QUINTO.-Aplicando al supuesto de autos la doctrina ampliamente expuesta en la sentencia del Tribunal Supremo que se acaba de transcribir parcialmente, la prueba aquí practicada no puede ser considerada ni suficiente ni útil para desvirtuar el principio de presunción de inocencia del inculpado, dado que se debe partir de la vigencia en el ámbito administrativo sancionador de los derechos fundamentales y principios penales consagrados en los artículos 24 y 25 de la CE ( sentencia del Tribunal Constitucional nº 7/1998 (Sala Primera), de 13 enero de 1998, dictada en el recurso de amparo núm. 950/1995).

En el presente caso se ha tenido en consideración para tener por acreditados los hechos que se imputan, una captura de pantalla que contenía una fotografía y unos mensajes de whatsapp, así como las declaraciones testificales anteriormente indicadas. Sin embargo, en supuestos como el presente, en que se están obteniendo pruebas de cargo de redes sociales o de sistemas de mensajería instantánea, fácilmente manipulables (tanto en cuanto a su contenido como a su autoría), es preciso aplicar un plus de diligencia en la búsqueda de la verdad y en la valoración de las pruebas que han de servir para destruir la presunción de inocencia del recurrente: en este caso era preciso practicar una prueba pericial o técnica que acreditara la autenticidad de la intervención del acusado en la creación de los mensajes que se le imputan; no se ha acreditado la identidad real de la persona que introdujo en la red las imágenes capturadas y difundidas entre los distintos testigos.
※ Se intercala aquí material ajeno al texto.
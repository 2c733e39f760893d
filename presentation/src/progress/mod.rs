//! Progress reporting

mod reporter;

pub use reporter::StreamPrinter;
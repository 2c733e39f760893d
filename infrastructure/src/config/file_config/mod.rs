//! Raw TOML configuration data types
//!
//! These structs represent the exact structure of the TOML config file.
//! They are deserialized directly.

mod assistant;
mod openleg;
mod output;

pub use assistant::FileAssistantConfig;
pub use openleg::FileOpenLegConfig;
pub use output::FileOutputConfig;

use serde::{Deserialize, Serialize};

/// Complete file configuration (raw TOML structure)
#[derive(Debug, Clone, Default, Serialize, Deserialize)]
#[serde(default)]
pub struct FileConfig {
    /// Assistant endpoint settings
    pub assistant: FileAssistantConfig,
    /// Open Legislation API settings
    pub openleg: FileOpenLegConfig,
    /// Output settings
    pub output: FileOutputConfig,
}

impl FileConfig {
    /// Check the merged configuration for suspicious values.
    ///
    /// Returns human-readable warnings; nothing here is fatal.
    pub fn validate(&self) -> Vec<String> {
        let mut warnings = Vec::new();

        if self.assistant.model.trim().is_empty() {
            warnings.push("assistant.model is empty".to_string());
        }
        if self.assistant.max_tokens == 0 {
            warnings.push("assistant.max_tokens is 0; replies will be empty".to_string());
        }
        if self.openleg.session_year % 2 == 0 {
            warnings.push(format!(
                "openleg.session_year {} is even; NY sessions start on odd years",
                self.openleg.session_year
            ));
        }

        warnings
    }
}

#[cfg(test)]
mod tests {
    use super::*;

    #[test]
    fn test_deserialize_full_config() {
        let toml_str = r#"
[assistant]
base_url = "https://llm.example.com/v1"
model = "gpt-4o"
max_tokens = 2048

[openleg]
session_year = 2025
api_key_env = "MY_OPENLEG_KEY"

[output]
color = false
"#;

        let config: FileConfig = toml::from_str(toml_str).unwrap();
        assert_eq!(config.assistant.base_url, "https://llm.example.com/v1");
        assert_eq!(config.assistant.model, "gpt-4o");
        assert_eq!(config.assistant.max_tokens, 2048);
        assert_eq!(config.openleg.session_year, 2025);
        assert_eq!(config.openleg.api_key_env, "MY_OPENLEG_KEY");
        assert!(!config.output.color);
    }

    #[test]
    fn test_deserialize_partial_config() {
        let toml_str = r#"
[assistant]
model = "gpt-4o"
"#;

        let config: FileConfig = toml::from_str(toml_str).unwrap();
        assert_eq!(config.assistant.model, "gpt-4o");
        // Defaults should apply
        assert_eq!(config.assistant.max_tokens, 1024);
        assert!(config.output.color);
        assert!(config.output.transcript.is_none());
    }

    #[test]
    fn test_default_config() {
        let config = FileConfig::default();
        assert_eq!(config.assistant.api_key_env, "OPENAI_API_KEY");
        assert!(config.assistant.api_key.is_none());
        assert!(config.output.color);
        assert_eq!(config.openleg.session_year % 2, 1);
    }

    #[test]
    fn test_validate_valid_config() {
        let config = FileConfig::default();
        assert!(config.validate().is_empty());
    }

    #[test]
    fn test_validate_flags_even_session_year() {
        let mut config = FileConfig::default();
        config.openleg.session_year = 2024;
        let warnings = config.validate();
        assert_eq!(warnings.len(), 1);
        assert!(warnings[0].contains("2024"));
    }
}
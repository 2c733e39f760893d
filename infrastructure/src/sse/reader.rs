//! The SSE consumption loop.
//!
//! [`read_sse_stream`] is the single suspension point of a streaming
//! exchange: it awaits byte chunks, feeds them through the
//! [`SseLineDecoder`], extracts content deltas, and grows the
//! accumulator. Extraction and callback invocation are synchronous;
//! chunks and lines are processed strictly in arrival order.

use crate::sse::decoder::{SseFrame, SseLineDecoder};
use crate::sse::delta::{ContentDelta, extract_delta};
use futures::{Stream, StreamExt};
use serde_json::Value;
use statehouse_domain::util::preview;
use tracing::{debug, trace};

/// Consume an SSE byte stream to completion.
///
/// `on_delta` fires synchronously for every extracted content fragment
/// with `(latest, accumulated_so_far)`. The return value is the full
/// accumulated text once the stream is exhausted.
///
/// Malformed `data:` payloads are skipped (logged at debug); the
/// `[DONE]` sentinel is ignored; transport errors propagate unchanged.
pub async fn read_sse_stream<S, B, E, F>(stream: S, mut on_delta: F) -> Result<String, E>
where
    S: Stream<Item = Result<B, E>>,
    B: AsRef<[u8]>,
    F: FnMut(&str, &str),
{
    let mut decoder = SseLineDecoder::new();
    let mut accumulated = String::new();
    let mut stream = std::pin::pin!(stream);

    while let Some(chunk) = stream.next().await {
        let chunk = chunk?;
        for line in decoder.feed(chunk.as_ref()) {
            process_line(&line, &mut accumulated, &mut on_delta);
        }
    }
    if let Some(line) = decoder.finish() {
        process_line(&line, &mut accumulated, &mut on_delta);
    }

    Ok(accumulated)
}

fn process_line<F>(line: &str, accumulated: &mut String, on_delta: &mut F)
where
    F: FnMut(&str, &str),
{
    match SseFrame::parse(line) {
        SseFrame::Data(payload) => match serde_json::from_str::<Value>(payload) {
            Ok(value) => {
                if let Some(ContentDelta { text, shape }) = extract_delta(&value) {
                    trace!(?shape, bytes = text.len(), "content delta");
                    accumulated.push_str(&text);
                    on_delta(&text, accumulated);
                }
            }
            Err(e) => {
                debug!("Skipping malformed SSE payload ({}): {}", e, preview(payload, 120));
            }
        },
        SseFrame::Done => trace!("Received [DONE] marker"),
        SseFrame::Other => {}
    }
}
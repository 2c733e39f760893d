//! LLM Gateway port
//!
//! Defines the interface for communicating with the assistant back end.

use async_trait::async_trait;
use statehouse_domain::StreamEvent;
use thiserror::Error;
use tokio::sync::mpsc;

/// Errors that can occur during gateway operations
#[derive(Error, Debug)]
pub enum GatewayError {
    #[error("Connection error: {0}")]
    ConnectionError(String),

    #[error("HTTP status {status}: {body}")]
    Http { status: u16, body: String },

    #[error("Stream error: {0}")]
    Stream(String),

    #[error("Request failed: {0}")]
    RequestFailed(String),

    #[error("Timeout")]
    Timeout,

    #[error("Other error: {0}")]
    Other(String),
}

/// Parameters for opening an assistant session.
#[derive(Debug, Clone, Default)]
pub struct SessionOptions {
    /// Model identifier sent to the back end.
    pub model: String,
    /// Optional system prompt inserted as the first message.
    pub system_prompt: Option<String>,
    /// Optional completion token cap.
    pub max_tokens: Option<u32>,
}

impl SessionOptions {
    pub fn new(model: impl Into<String>) -> Self {
        Self {
            model: model.into(),
            ..Self::default()
        }
    }

    pub fn with_system_prompt(mut self, prompt: impl Into<String>) -> Self {
        self.system_prompt = Some(prompt.into());
        self
    }

    pub fn with_max_tokens(mut self, max_tokens: u32) -> Self {
        self.max_tokens = Some(max_tokens);
        self
    }
}

/// Gateway for assistant communication
///
/// This port defines how the application layer talks to the assistant
/// back end. Implementations (adapters) live in the infrastructure layer.
#[async_trait]
pub trait LlmGateway: Send + Sync {
    /// Open a new conversation session.
    async fn open_session(
        &self,
        options: &SessionOptions,
    ) -> Result<Box<dyn LlmSession>, GatewayError>;
}

/// Handle for receiving streaming events from an assistant session.
///
/// Wraps an unbounded `mpsc` receiver and provides convenience methods
/// for consuming the stream. The channel is unbounded so the producer's
/// decode loop can forward deltas from a synchronous callback; volume is
/// bounded in practice by the model's completion cap. Dropping the
/// handle abandons the stream (the producer observes the closed
/// channel).
pub struct StreamHandle {
    pub receiver: mpsc::UnboundedReceiver<StreamEvent>,
}

impl StreamHandle {
    pub fn new(receiver: mpsc::UnboundedReceiver<StreamEvent>) -> Self {
        Self { receiver }
    }

    /// Consume the stream, invoking `on_delta(latest, accumulated)` for
    /// each text chunk, and return the full accumulated text.
    ///
    /// A `Completed` event carrying text while nothing has been
    /// accumulated (the non-streaming fallback) is delivered to the
    /// callback as one chunk.
    pub async fn collect_with<F>(mut self, mut on_delta: F) -> Result<String, GatewayError>
    where
        F: FnMut(&str, &str),
    {
        let mut full_text = String::new();
        while let Some(event) = self.receiver.recv().await {
            match event {
                StreamEvent::Delta(chunk) => {
                    full_text.push_str(&chunk);
                    on_delta(&chunk, &full_text);
                }
                StreamEvent::Completed(text) => {
                    if full_text.is_empty() && !text.is_empty() {
                        on_delta(&text, &text);
                        return Ok(text);
                    }
                    return Ok(full_text);
                }
                StreamEvent::Error(e) => {
                    return Err(GatewayError::RequestFailed(e));
                }
            }
        }
        // Channel closed without Completed; return what we have
        Ok(full_text)
    }

    /// Consume the stream and collect all text into a single string.
    ///
    /// Useful when you want streaming at the transport level but only need
    /// the final text (e.g., for the default `send_streaming` fallback).
    pub async fn collect_text(self) -> Result<String, GatewayError> {
        self.collect_with(|_, _| {}).await
    }
}

/// An active assistant session
#[async_trait]
pub trait LlmSession: Send + Sync {
    /// The model this session talks to.
    fn model(&self) -> &str;

    /// Send a message and get the complete response.
    async fn send(&self, content: &str) -> Result<String, GatewayError>;

    /// Send a message and get a streaming response.
    ///
    /// Default implementation calls `send()` and wraps the result in a
    /// single `Completed` event, so non-streaming implementations work
    /// without changes.
    async fn send_streaming(&self, content: &str) -> Result<StreamHandle, GatewayError> {
        let result = self.send(content).await?;
        let (tx, rx) = mpsc::unbounded_channel();
        // If the receiver is dropped, that's fine
        let _ = tx.send(StreamEvent::Completed(result));
        Ok(StreamHandle::new(rx))
    }
}

#[cfg(test)]
mod tests {
    use super::*;

    fn handle_of(events: Vec<StreamEvent>) -> StreamHandle {
        let (tx, rx) = mpsc::unbounded_channel();
        for event in events {
            tx.send(event).unwrap();
        }
        drop(tx);
        StreamHandle::new(rx)
    }

    #[tokio::test]
    async fn collect_with_accumulates_and_reports() {
        let handle = handle_of(vec![
            StreamEvent::Delta("Hel".to_string()),
            StreamEvent::Delta("lo".to_string()),
            StreamEvent::Completed("Hello".to_string()),
        ]);

        let mut seen = Vec::new();
        let full = handle
            .collect_with(|delta, total| seen.push((delta.to_string(), total.to_string())))
            .await
            .unwrap();

        assert_eq!(full, "Hello");
        assert_eq!(
            seen,
            vec![
                ("Hel".to_string(), "Hel".to_string()),
                ("lo".to_string(), "Hello".to_string()),
            ]
        );
    }

    #[tokio::test]
    async fn collect_with_treats_bare_completed_as_one_chunk() {
        let handle = handle_of(vec![StreamEvent::Completed("whole reply".to_string())]);

        let mut seen = Vec::new();
        let full = handle
            .collect_with(|delta, total| seen.push((delta.to_string(), total.to_string())))
            .await
            .unwrap();

        assert_eq!(full, "whole reply");
        assert_eq!(
            seen,
            vec![("whole reply".to_string(), "whole reply".to_string())]
        );
    }

    #[tokio::test]
    async fn collect_text_surfaces_stream_errors() {
        let handle = handle_of(vec![
            StreamEvent::Delta("partial".to_string()),
            StreamEvent::Error("connection reset".to_string()),
        ]);

        let err = handle.collect_text().await.unwrap_err();
        assert!(matches!(err, GatewayError::RequestFailed(_)));
    }

    #[tokio::test]
    async fn collect_text_returns_partial_on_silent_close() {
        let handle = handle_of(vec![StreamEvent::Delta("partial".to_string())]);
        assert_eq!(handle.collect_text().await.unwrap(), "partial");
    }
}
Tampoco se puede considerar prueba de cargo suficiente la declaración de D. Adolfo, al manifestar que el Sr. Luis Manuel le reconoció los hechos y mostró su arrepentimiento por ellos: dicha prueba no ha sido traída al presente procedimiento, puesto que la Administración demandada no ha interesado su ratificación a presencia judicial con plenas garantías procesales y legales de contradicción y objetividad. Es por ello que no cabe considerar que dicha prueba tenga virtualidad suficiente para dejar sin efecto el principio de presunción de inocencia del recurrente.

Todo lo expuesto nos debe llevar a la íntegra estimación de la demanda planteada, por ser la resolución recurrida contraria a derecho y nula.

SEXTO.-Conforme al artículo 139.1 de la Ley 29/1998, de 13 de julio, reguladora de la Jurisdicción Contencioso-administrativa, 'en primera o única instancia, el órgano jurisdiccional, al dictar sentencia o al resolver por auto los recursos o incidentes que ante el mismo se promovieren, impondrá las costas a la parte que haya visto rechazadas todas sus pretensiones, salvo que aprecie y así lo razone, que el caso presentaba serias dudas de hecho y de derecho'.

Procede la expresa condena en costas de la parte demandada con el límite de 200 euros por todos los conceptos incluido el IVA.

SEPTIMO.-En base a lo dispuesto en el artículo 81.1 de la LJCA y en atención a la cuantía del recurso, indeterminada inferior a 30.000 euros, la presente sentencia no es susceptible de recurso de Apelación.

Vistos los preceptos legales citados y demás de general y pertinente aplicación,

Fallo

QUE ESTIMOel recurso interpuesto por el Letrado/a D. José Verdugo Carrero, en nombre y representación de D. Luis Manuel, contra el Decreto de Presidencia nº 3219 de 10 de agosto de 2021 de la Excma. Diputación Provincial de Valladolid, por el que se declara al recurrente responsable de la comisión de dos faltas graves tipificadas en el artículo 82 de la Ley 7/2005 de 24 de mayo de la Función Pública de Castilla y León, letras g) y k), y se le sanciona con un mes de suspensión firme de funciones, DECLARANDOla resolución recurrida contraria a derecho y nula, con todos los efectos legales inherentes a dicha declaración.

Procede la expresa condena en costas de la parte demandada con el límite de 200 euros por todos los conceptos incluido el IVA.

Notifíquese a las partes haciéndoles saber que contra esta resolución no cabe recurso.

Llévese testimonio a los autos y archívese el original, devolviéndose el expediente a su lugar de origen una vez firme.

Así por esta mi Sentencia lo pronuncio, mando y firmo.